Andrew Tri, the Minnesota department’s bear project leader, made his way to the woods near the northwestern Ontario town of Atikokan on March 4, where he worked with natural resources staff from the region to check the bear’s GPS collar, count her cubs (she has three) and take measurements aimed at assessing her health.
“I’m a little bit jealous,” Tri said of the bear’s foray into Canada.
“I’ve been itching to cross the border and get some fishing in.”
Tri’s department has been researching the bear population since the early 1980s, he said.
Its current study explores how they’re responding to declining berry production in their habitat.
The bears seem to be doing OK, he said. But one thing their research has revealed is that the animals migrate long distances to follow food and prepare for winter hibernation.
“This bear just happened to be on a migration to the southwest, which is very similar to what other bears do,” he said. “But then she did a U-turn and decided to head for brighter pastures across the border.”
The bear was likely unaware of Canada’s entry requirements related to COVID-19 and probably did not make use of the ArriveCAN app, Tri joked.
“There’s not a whole lot of signage where she crossed,” he said. “But certainly the television reception, [notifying] folks of those requirements is not very good in that part of Minnesota. So I’m guessing she just didn’t get the message.”
Ontario ministry staff provided the necessary anesthetic to sedate the bears, Tri said, which spared him the complicated process of arranging to bring it across the border.

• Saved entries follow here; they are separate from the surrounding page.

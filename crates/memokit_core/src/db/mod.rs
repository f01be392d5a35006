//! SQLite bootstrap for the video catalog.
//!
//! # Responsibility
//! - Open file or in-memory catalog connections.
//! - Apply schema migrations before any catalog read or write.
//!
//! # Invariants
//! - Schema version is tracked via `PRAGMA user_version`.
//! - A database written by a newer binary is rejected, never downgraded.

use std::error::Error;
use std::fmt::{Display, Formatter};

pub mod migrations;
mod open;

pub use open::{open_db, open_db_in_memory};

pub type DbResult<T> = Result<T, DbError>;

#[derive(Debug)]
pub enum DbError {
    Sqlite(rusqlite::Error),
    UnsupportedSchemaVersion {
        db_version: u32,
        latest_supported: u32,
    },
}

impl Display for DbError {
    fn fmt(&self, f: &mut Formatter<'_>) -> std::fmt::Result {
        match self {
            Self::Sqlite(err) => write!(f, "{err}"),
            Self::UnsupportedSchemaVersion {
                db_version,
                latest_supported,
            } => write!(
                f,
                "catalog schema version {db_version} is newer than supported {latest_supported}"
            ),
        }
    }
}

impl Error for DbError {
    fn source(&self) -> Option<&(dyn Error + 'static)> {
        match self {
            Self::Sqlite(err) => Some(err),
            Self::UnsupportedSchemaVersion { .. } => None,
        }
    }
}

impl From<rusqlite::Error> for DbError {
    fn from(value: rusqlite::Error) -> Self {
        Self::Sqlite(value)
    }
}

Their visit to the family revealed that the bear was in relatively good condition for an animal that had been through a poor food season, he said.

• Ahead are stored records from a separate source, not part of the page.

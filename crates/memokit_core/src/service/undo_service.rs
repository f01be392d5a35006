//! Undo session use-case service.
//!
//! # Responsibility
//! - Pair one editor with one snapshot history.
//! - Offer capture/undo entry points that never expose stored item data.
//!
//! # Invariants
//! - `history_len()` equals successful captures minus successful restores.
//! - Undo on an empty history is a silent no-op.
//! - Capture and restore each mutate history and editor in one `&mut self`
//!   call, so they appear atomic to the owning session.

use crate::history::{History, HistoryError};
use crate::model::editor::Editor;
use crate::model::snapshot::{SnapshotId, SnapshotMeta};
use log::debug;

/// Reference to a captured snapshot.
#[derive(Debug, Clone, Copy, PartialEq, Eq)]
pub struct SnapshotHandle {
    pub id: SnapshotId,
    /// Zero-based position in history at capture time.
    pub position: usize,
}

/// Editor plus its undo history.
#[derive(Debug, Clone)]
pub struct UndoSession<T> {
    editor: Editor<T>,
    history: History<T>,
}

impl<T: Clone> Default for UndoSession<T> {
    fn default() -> Self {
        Self::new(Editor::new())
    }
}

impl<T: Clone> UndoSession<T> {
    pub fn new(editor: Editor<T>) -> Self {
        Self {
            editor,
            history: History::new(),
        }
    }

    pub fn editor(&self) -> &Editor<T> {
        &self.editor
    }

    /// Mutable editor access for user-facing edits between captures.
    pub fn editor_mut(&mut self) -> &mut Editor<T> {
        &mut self.editor
    }

    /// Copies current editor items into a new snapshot and appends it.
    pub fn capture(&mut self, label: &str) -> SnapshotHandle {
        let snapshot = self.editor.snapshot(label);
        let handle = SnapshotHandle {
            id: snapshot.id(),
            position: self.history.len(),
        };
        self.history.push(snapshot);
        debug!(
            "event=snapshot_capture module=history status=ok position={} history_len={}",
            handle.position,
            self.history.len()
        );
        handle
    }

    /// Pops the most recent snapshot and restores the editor from it.
    ///
    /// Returns `None` without touching the editor when history is empty.
    pub fn restore(&mut self) -> Option<SnapshotMeta> {
        let Some(snapshot) = self.history.pop() else {
            debug!("event=snapshot_restore module=history status=noop reason=empty_history");
            return None;
        };
        let meta = snapshot.meta().clone();
        self.editor.restore(snapshot);
        debug!(
            "event=snapshot_restore module=history status=ok item_count={} history_len={}",
            meta.item_count,
            self.history.len()
        );
        Some(meta)
    }

    /// Discards every snapshot newer than `id`, then restores `id` itself.
    ///
    /// # Errors
    /// - `SnapshotNotFound` when `id` is not retained; nothing changes.
    pub fn restore_to(&mut self, id: SnapshotId) -> Result<SnapshotMeta, HistoryError> {
        let position = self
            .history
            .position(id)
            .ok_or(HistoryError::SnapshotNotFound(id))?;
        let discarded = self.history.truncate_to(position + 1);
        debug!("event=snapshot_discard module=history status=ok discarded={discarded}");
        self.restore().ok_or(HistoryError::SnapshotNotFound(id))
    }

    /// Metadata of every retained snapshot, oldest first.
    pub fn list_history(&self) -> Vec<SnapshotMeta> {
        self.history.list()
    }

    pub fn history_len(&self) -> usize {
        self.history.len()
    }

    pub fn can_undo(&self) -> bool {
        !self.history.is_empty()
    }

    pub fn clear_history(&mut self) {
        self.history.clear();
    }
}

It’s extremely unusual for a bear to leave her home range and migrate 200 kilometres north, Tri said.
Research suggests that bears follow environmental cues, such as scents, on their migration paths, he said.
The animal may have been following the scent of a Canadian bear that had crossed into the U.S. and then returned home.
If the bear chooses not to return to Minnesota in the summer or fall, Tri said, researchers will track her down once more, remove her GPS collar and “write her off as a Canadian bear.”